** What is needed **
Whenever a line in the records below contains "candidate", pick it out.
[Input data — start]
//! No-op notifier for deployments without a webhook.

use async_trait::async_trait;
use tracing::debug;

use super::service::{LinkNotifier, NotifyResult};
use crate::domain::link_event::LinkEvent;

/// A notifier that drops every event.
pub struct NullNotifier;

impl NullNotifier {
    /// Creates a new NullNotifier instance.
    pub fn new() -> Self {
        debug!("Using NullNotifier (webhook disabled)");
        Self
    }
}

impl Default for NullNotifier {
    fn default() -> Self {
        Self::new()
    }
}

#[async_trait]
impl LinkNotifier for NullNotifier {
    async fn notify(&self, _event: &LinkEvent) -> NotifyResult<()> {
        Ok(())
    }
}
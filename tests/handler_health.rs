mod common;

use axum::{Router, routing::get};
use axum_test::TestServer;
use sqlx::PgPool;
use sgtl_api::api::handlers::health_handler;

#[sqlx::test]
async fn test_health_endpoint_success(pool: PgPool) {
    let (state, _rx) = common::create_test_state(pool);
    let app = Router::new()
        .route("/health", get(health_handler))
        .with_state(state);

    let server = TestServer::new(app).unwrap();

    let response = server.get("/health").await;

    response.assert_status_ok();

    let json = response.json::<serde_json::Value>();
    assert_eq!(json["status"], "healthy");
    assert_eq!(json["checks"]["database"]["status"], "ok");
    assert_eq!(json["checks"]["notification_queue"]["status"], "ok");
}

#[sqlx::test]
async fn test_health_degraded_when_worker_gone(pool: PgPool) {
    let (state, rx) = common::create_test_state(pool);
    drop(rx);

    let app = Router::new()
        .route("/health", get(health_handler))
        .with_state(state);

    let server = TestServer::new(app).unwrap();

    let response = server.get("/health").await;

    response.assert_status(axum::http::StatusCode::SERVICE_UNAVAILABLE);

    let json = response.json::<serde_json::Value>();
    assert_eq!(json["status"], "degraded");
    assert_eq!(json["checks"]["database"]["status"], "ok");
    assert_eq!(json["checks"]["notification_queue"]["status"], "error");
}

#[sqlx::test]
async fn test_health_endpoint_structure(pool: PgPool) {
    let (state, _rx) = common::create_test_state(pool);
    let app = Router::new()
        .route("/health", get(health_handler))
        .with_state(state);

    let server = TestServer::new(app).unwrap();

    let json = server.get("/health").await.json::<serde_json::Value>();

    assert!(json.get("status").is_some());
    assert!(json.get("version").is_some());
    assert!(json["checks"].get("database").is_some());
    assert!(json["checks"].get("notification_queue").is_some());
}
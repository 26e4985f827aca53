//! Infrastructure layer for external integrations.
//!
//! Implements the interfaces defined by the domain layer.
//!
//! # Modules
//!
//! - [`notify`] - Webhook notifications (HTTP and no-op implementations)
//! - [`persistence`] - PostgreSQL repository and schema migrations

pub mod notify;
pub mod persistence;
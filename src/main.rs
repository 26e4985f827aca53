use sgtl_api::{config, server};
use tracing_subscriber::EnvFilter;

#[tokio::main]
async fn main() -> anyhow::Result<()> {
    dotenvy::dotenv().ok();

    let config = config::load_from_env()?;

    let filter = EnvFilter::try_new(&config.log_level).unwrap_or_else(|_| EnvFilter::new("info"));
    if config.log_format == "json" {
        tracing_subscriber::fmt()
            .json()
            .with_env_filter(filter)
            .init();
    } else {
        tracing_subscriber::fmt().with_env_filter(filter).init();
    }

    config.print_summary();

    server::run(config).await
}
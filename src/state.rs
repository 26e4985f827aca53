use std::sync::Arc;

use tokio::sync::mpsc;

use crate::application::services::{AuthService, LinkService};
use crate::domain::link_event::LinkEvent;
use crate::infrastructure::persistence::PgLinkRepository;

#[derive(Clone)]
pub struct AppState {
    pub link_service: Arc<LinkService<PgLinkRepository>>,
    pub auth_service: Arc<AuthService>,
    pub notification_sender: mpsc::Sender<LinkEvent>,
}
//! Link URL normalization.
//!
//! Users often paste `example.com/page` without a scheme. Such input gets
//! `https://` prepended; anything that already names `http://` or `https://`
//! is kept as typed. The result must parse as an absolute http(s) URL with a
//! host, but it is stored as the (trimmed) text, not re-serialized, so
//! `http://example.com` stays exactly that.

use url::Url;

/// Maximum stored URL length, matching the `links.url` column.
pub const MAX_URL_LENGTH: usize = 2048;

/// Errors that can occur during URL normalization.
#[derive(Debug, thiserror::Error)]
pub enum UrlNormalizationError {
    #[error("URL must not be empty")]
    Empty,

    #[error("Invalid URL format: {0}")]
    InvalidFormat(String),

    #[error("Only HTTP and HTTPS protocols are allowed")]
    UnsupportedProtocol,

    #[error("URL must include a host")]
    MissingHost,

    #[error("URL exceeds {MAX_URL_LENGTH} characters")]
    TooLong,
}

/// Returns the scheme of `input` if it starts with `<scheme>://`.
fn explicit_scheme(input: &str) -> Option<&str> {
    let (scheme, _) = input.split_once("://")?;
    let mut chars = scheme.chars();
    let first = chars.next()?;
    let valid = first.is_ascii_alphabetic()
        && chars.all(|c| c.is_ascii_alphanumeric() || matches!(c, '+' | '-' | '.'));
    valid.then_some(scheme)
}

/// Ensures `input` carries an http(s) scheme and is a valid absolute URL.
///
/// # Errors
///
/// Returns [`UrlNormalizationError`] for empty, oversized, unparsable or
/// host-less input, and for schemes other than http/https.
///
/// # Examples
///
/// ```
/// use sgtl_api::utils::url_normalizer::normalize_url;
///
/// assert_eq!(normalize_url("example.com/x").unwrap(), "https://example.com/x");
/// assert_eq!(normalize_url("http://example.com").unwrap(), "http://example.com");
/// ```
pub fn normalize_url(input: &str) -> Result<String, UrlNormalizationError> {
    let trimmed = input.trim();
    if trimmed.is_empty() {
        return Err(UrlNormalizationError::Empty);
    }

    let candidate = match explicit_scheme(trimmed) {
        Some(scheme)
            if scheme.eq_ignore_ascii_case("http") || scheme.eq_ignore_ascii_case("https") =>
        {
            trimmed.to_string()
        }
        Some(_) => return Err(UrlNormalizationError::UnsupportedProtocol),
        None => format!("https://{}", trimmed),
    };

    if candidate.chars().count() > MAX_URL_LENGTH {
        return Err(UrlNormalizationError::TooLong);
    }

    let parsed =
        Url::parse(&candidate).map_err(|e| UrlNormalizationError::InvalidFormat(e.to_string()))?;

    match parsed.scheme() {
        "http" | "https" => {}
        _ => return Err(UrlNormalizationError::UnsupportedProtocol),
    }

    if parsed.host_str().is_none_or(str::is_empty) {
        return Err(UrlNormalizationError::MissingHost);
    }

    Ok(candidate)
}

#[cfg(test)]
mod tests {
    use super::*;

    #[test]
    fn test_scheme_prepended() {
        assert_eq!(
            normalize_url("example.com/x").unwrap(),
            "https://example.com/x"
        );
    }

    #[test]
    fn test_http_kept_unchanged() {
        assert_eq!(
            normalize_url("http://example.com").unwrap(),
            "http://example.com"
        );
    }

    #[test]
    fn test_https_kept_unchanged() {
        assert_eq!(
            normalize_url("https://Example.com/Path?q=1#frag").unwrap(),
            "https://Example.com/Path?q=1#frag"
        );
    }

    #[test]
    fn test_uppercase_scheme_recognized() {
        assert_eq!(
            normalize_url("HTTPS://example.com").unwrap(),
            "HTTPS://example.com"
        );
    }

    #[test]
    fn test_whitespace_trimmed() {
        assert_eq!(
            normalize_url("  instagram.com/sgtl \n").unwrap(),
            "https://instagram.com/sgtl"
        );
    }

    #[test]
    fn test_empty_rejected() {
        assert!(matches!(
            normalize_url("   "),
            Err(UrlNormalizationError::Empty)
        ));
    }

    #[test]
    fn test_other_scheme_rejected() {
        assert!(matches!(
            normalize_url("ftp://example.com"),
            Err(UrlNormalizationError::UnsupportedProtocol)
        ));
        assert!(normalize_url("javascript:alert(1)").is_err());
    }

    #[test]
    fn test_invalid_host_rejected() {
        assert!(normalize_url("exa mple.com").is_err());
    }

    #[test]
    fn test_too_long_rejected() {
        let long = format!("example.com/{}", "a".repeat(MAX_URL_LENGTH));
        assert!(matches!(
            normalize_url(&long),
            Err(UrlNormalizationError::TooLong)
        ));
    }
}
[Input data — finish]
** Exercise solution **
    let candidate = match explicit_scheme(trimmed) {
    if candidate.chars().count() > MAX_URL_LENGTH {
        Url::parse(&candidate).map_err(|e| UrlNormalizationError::InvalidFormat(e.to_string()))?;
    Ok(candidate)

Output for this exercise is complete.